I caught my first real glimpse of the real Nathan then.  Apparently I wasn’t the only one with parent issues to deal with.  Judging by the almost violent look on Nathan’s face, he had his fair share of Daddy issues, too.

“Did your mother love him, too?” I asked, hoping talking about his mother would wipe that look off of his face.  He looked different when he was angry, less…human.  Besides, he was harder to read when he was angry, and I was only getting started on my ‘What Makes Nathan Tick’ list.

“Yes, she loved him,” Nathan said, shaking his head like he couldn’t understand it.  “She loved him madly, in fact.  He was the center of her world.  I never understood their relationship.  They were just so…different.  He was cold almost to the point of being cruel, but she was like a ray of sunlight, warming everyone she touched.  It was hard to see the attraction.”

I nodded, knowing exactly what he meant.  I had never been able to see the connection between my parents, either.  My mother was a total control freak who had to have everything her way.  My father, on the other hand, was very laid back.  As long as he had total quiet to write, he was happy.  The only time he really wanted to be the one in charge was when he was in a session with one of his patients.  Other than that, he just let my mother handle everything.

Including me.

“A wise man once said you come to love not by finding the perfect person, but by learning to see an imperfect person perfectly,” I offered. When he shot me a surprised look, I blushed and shrugged.  “Maybe that’s why she loved him beyond your comprehension.  It’s the same reason my father loves my mother.  They see something in that person we can’t see.  Then again, I guess we don’t always get to choose who we love, either, do we?”
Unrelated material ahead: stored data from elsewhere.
/// MemorySync - mapped ranges and explicit flush/invalidate
///
/// Flush and invalidate only exist on an active `MappedRange`, so the
/// memory is always mapped when they run. On `HOST_COHERENT` memory both are
/// accepted and do nothing.
///
/// Ordering at the host/device boundary:
/// - host -> device: write, `flush()`, unmap, then submit device work
/// - device -> host: wait for device work, map, `invalidate()`, then read

use std::ptr::NonNull;

use crate::error::Result;
use crate::graphics_device::SyncRange;
use crate::transfer::BufferResource;
use crate::{engine_bail, engine_error, engine_trace};

/// An active host mapping of a buffer's memory
///
/// Borrows the resource mutably, so a buffer has at most one mapping and
/// cannot be copied or dropped while mapped. Unmapped on drop.
pub struct MappedRange<'a> {
    resource: &'a BufferResource,
    ptr: NonNull<u8>,
    offset: u64,
    size: u64,
}

impl BufferResource {
    /// Map the whole buffer
    pub fn map(&mut self) -> Result<MappedRange<'_>> {
        let size = self.size();
        self.map_range(0, size)
    }

    /// Map `size` bytes starting at `offset` (relative to the buffer start)
    ///
    /// # Errors
    ///
    /// `Error::MappingFailed` if the range is empty or out of bounds, the memory
    /// is not host-visible, or the device reports the block as already mapped.
    pub fn map_range(&mut self, offset: u64, size: u64) -> Result<MappedRange<'_>> {
        if size == 0 || offset.checked_add(size).map_or(true, |end| end > self.size()) {
            engine_bail!("galaxy3d::transfer", MappingFailed,
                "Buffer '{}': cannot map [{}, {}) of a {} byte buffer",
                self.name(), offset, offset.saturating_add(size), self.size());
        }
        if !self.is_host_visible() {
            engine_bail!("galaxy3d::transfer", MappingFailed,
                "Buffer '{}': memory {:?} is not host-visible", self.name(), self.memory_properties());
        }

        let ptr = self.device()
            .map_memory(self.memory(), offset, size)
            .inspect_err(|e| engine_error!("galaxy3d::transfer",
                "Buffer '{}': map failed: {}", self.name(), e))?;

        Ok(MappedRange {
            resource: self,
            ptr,
            offset,
            size,
        })
    }
}

impl<'a> MappedRange<'a> {
    /// Resource this mapping belongs to
    pub fn resource(&self) -> &BufferResource {
        self.resource
    }

    /// Offset of the mapping from the buffer start
    pub fn offset(&self) -> u64 {
        self.offset
    }

    pub fn len(&self) -> usize {
        self.size as usize
    }

    pub fn is_empty(&self) -> bool {
        self.size == 0
    }

    pub fn as_slice(&self) -> &[u8] {
        // SAFETY: the device mapped `size` bytes at `ptr`; the mapping is exclusive
        // and stays valid until this value is dropped
        unsafe { std::slice::from_raw_parts(self.ptr.as_ptr(), self.len()) }
    }

    pub fn as_mut_slice(&mut self) -> &mut [u8] {
        // SAFETY: see as_slice; &mut self guarantees no other slice is alive
        unsafe { std::slice::from_raw_parts_mut(self.ptr.as_ptr(), self.len()) }
    }

    /// Copy `data` into the mapping at `offset` (relative to the mapping start)
    pub fn write(&mut self, offset: usize, data: &[u8]) -> Result<()> {
        if offset.checked_add(data.len()).map_or(true, |end| end > self.len()) {
            engine_bail!("galaxy3d::transfer", MappingFailed,
                "Buffer '{}': write of {} bytes at {} exceeds mapping of {} bytes",
                self.resource.name(), data.len(), offset, self.len());
        }
        self.as_mut_slice()[offset..offset + data.len()].copy_from_slice(data);
        Ok(())
    }

    /// Copy bytes from the mapping at `offset` into `out`
    pub fn read(&self, offset: usize, out: &mut [u8]) -> Result<()> {
        if offset.checked_add(out.len()).map_or(true, |end| end > self.len()) {
            engine_bail!("galaxy3d::transfer", MappingFailed,
                "Buffer '{}': read of {} bytes at {} exceeds mapping of {} bytes",
                self.resource.name(), out.len(), offset, self.len());
        }
        out.copy_from_slice(&self.as_slice()[offset..offset + out.len()]);
        Ok(())
    }

    /// Set every mapped byte to `value`
    pub fn fill(&mut self, value: u8) {
        self.as_mut_slice().fill(value);
    }

    /// Make host writes to the whole mapping visible to the device
    pub fn flush(&self) -> Result<()> {
        self.sync(self.whole_range(), SyncDirection::Flush)
    }

    /// Make host writes to `[offset, offset + size)` visible to the device
    ///
    /// Offsets are relative to the buffer start and must lie inside the mapping.
    pub fn flush_range(&self, offset: u64, size: u64) -> Result<()> {
        let range = self.checked_range(offset, size)?;
        self.sync(range, SyncDirection::Flush)
    }

    /// Make device writes to the whole mapping visible to the host
    pub fn invalidate(&self) -> Result<()> {
        self.sync(self.whole_range(), SyncDirection::Invalidate)
    }

    /// Make device writes to `[offset, offset + size)` visible to the host
    ///
    /// Offsets are relative to the buffer start and must lie inside the mapping.
    pub fn invalidate_range(&self, offset: u64, size: u64) -> Result<()> {
        let range = self.checked_range(offset, size)?;
        self.sync(range, SyncDirection::Invalidate)
    }

    /// Unmap explicitly (same as dropping)
    pub fn unmap(self) {}

    fn whole_range(&self) -> SyncRange {
        if self.offset == 0 && self.size == self.resource.size() {
            SyncRange::Whole
        } else {
            SyncRange::Range { offset: self.offset, size: self.size }
        }
    }

    fn checked_range(&self, offset: u64, size: u64) -> Result<SyncRange> {
        let end = offset.checked_add(size);
        if size == 0 || offset < self.offset || end.map_or(true, |end| end > self.offset + self.size) {
            engine_bail!("galaxy3d::transfer", MappingFailed,
                "Buffer '{}': sync range [{}, {}) outside of mapping [{}, {})",
                self.resource.name(), offset, offset.saturating_add(size),
                self.offset, self.offset + self.size);
        }
        Ok(SyncRange::Range { offset, size })
    }

    fn sync(&self, range: SyncRange, direction: SyncDirection) -> Result<()> {
        if self.resource.is_coherent() {
            engine_trace!("galaxy3d::transfer",
                "Buffer '{}': {} skipped, memory is coherent", self.resource.name(), direction.name());
            return Ok(());
        }

        let device = self.resource.device();
        let memory = self.resource.memory();
        let result = match direction {
            SyncDirection::Flush => device.flush_mapped_range(memory, range),
            SyncDirection::Invalidate => device.invalidate_mapped_range(memory, range),
        };
        result.inspect_err(|e| engine_error!("galaxy3d::transfer",
            "Buffer '{}': {} of {:?} failed: {}", self.resource.name(), direction.name(), range, e))
    }
}

impl Drop for MappedRange<'_> {
    fn drop(&mut self) {
        self.resource.device().unmap_memory(self.resource.memory());
    }
}

#[derive(Debug, Clone, Copy)]
enum SyncDirection {
    Flush,
    Invalidate,
}

impl SyncDirection {
    fn name(self) -> &'static str {
        match self {
            SyncDirection::Flush => "flush",
            SyncDirection::Invalidate => "invalidate",
        }
    }
}

#[cfg(test)]
#[path = "memory_sync_tests.rs"]
mod tests;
“No, I guess not,” Nathan said thoughtfully, giving me a strained smile.  “But Fate always knows what’s best…even if we don’t always agree with it.”

I snorted in disdain at that.  Fate, indeed.  I wrote my own story, not some imaginary Fate.  Nathan gave me a questioning look and I waved my hand, too tired to get into a philosophical debate on the matter. 

By the time we stopped for lunch, I was starting to see a different Nathan.  There was a lot more to him than the sexy smile and great body—and the sharp, pointy teeth.  And, despite him branding me like a cow, I liked him.  I liked him as a
person
.  He was strong and capable and smart.  He was also funny and sweet and kind of sentimental.  He showed me who he really was as he talked and I really
liked
him.  If he hadn’t been my kidnapper, we might have actually been friends.   And, in a perfect world, we might have even been more.

We spent the time between lunch and dinner arguing about the best music and the worst books.  Where I liked all music—and I do mean
all
music—Nathan couldn’t stand Hip-Hop or Country.  He laughed uproariously when I told him that romance novels tended to be unrealistic because a guy would have to be an octopus to have his hands in all the different places described at once—then made me blush again with an offer to demonstrate how it could be done. 

After dinner, we moved on to politics and religion, neither of which, I was quick to learn, he had a lot of respect for.  According to him, politicians were a bunch of greedy idiots who couldn’t see further than their own pocketbooks, and most religions taught hate rather than love.  Never having been a particularly religious person, I wasn’t sure he was right about that.  I was totally with him about the politicians, though.

By the time we stopped for the night at another generic hotel, I wasn’t thinking of him as my kidnapper anymore.  He was just Nathan, full of his own issues and just as messed up as the rest of us.  And, heaven help me, despite the fact that he had kidnapped me, nearly killed some poor guy for doing nothing more than trying to help me, and then branded me so he could keep me on a leash, I was starting to think I might be one head-long dive away from falling crazy in love with him.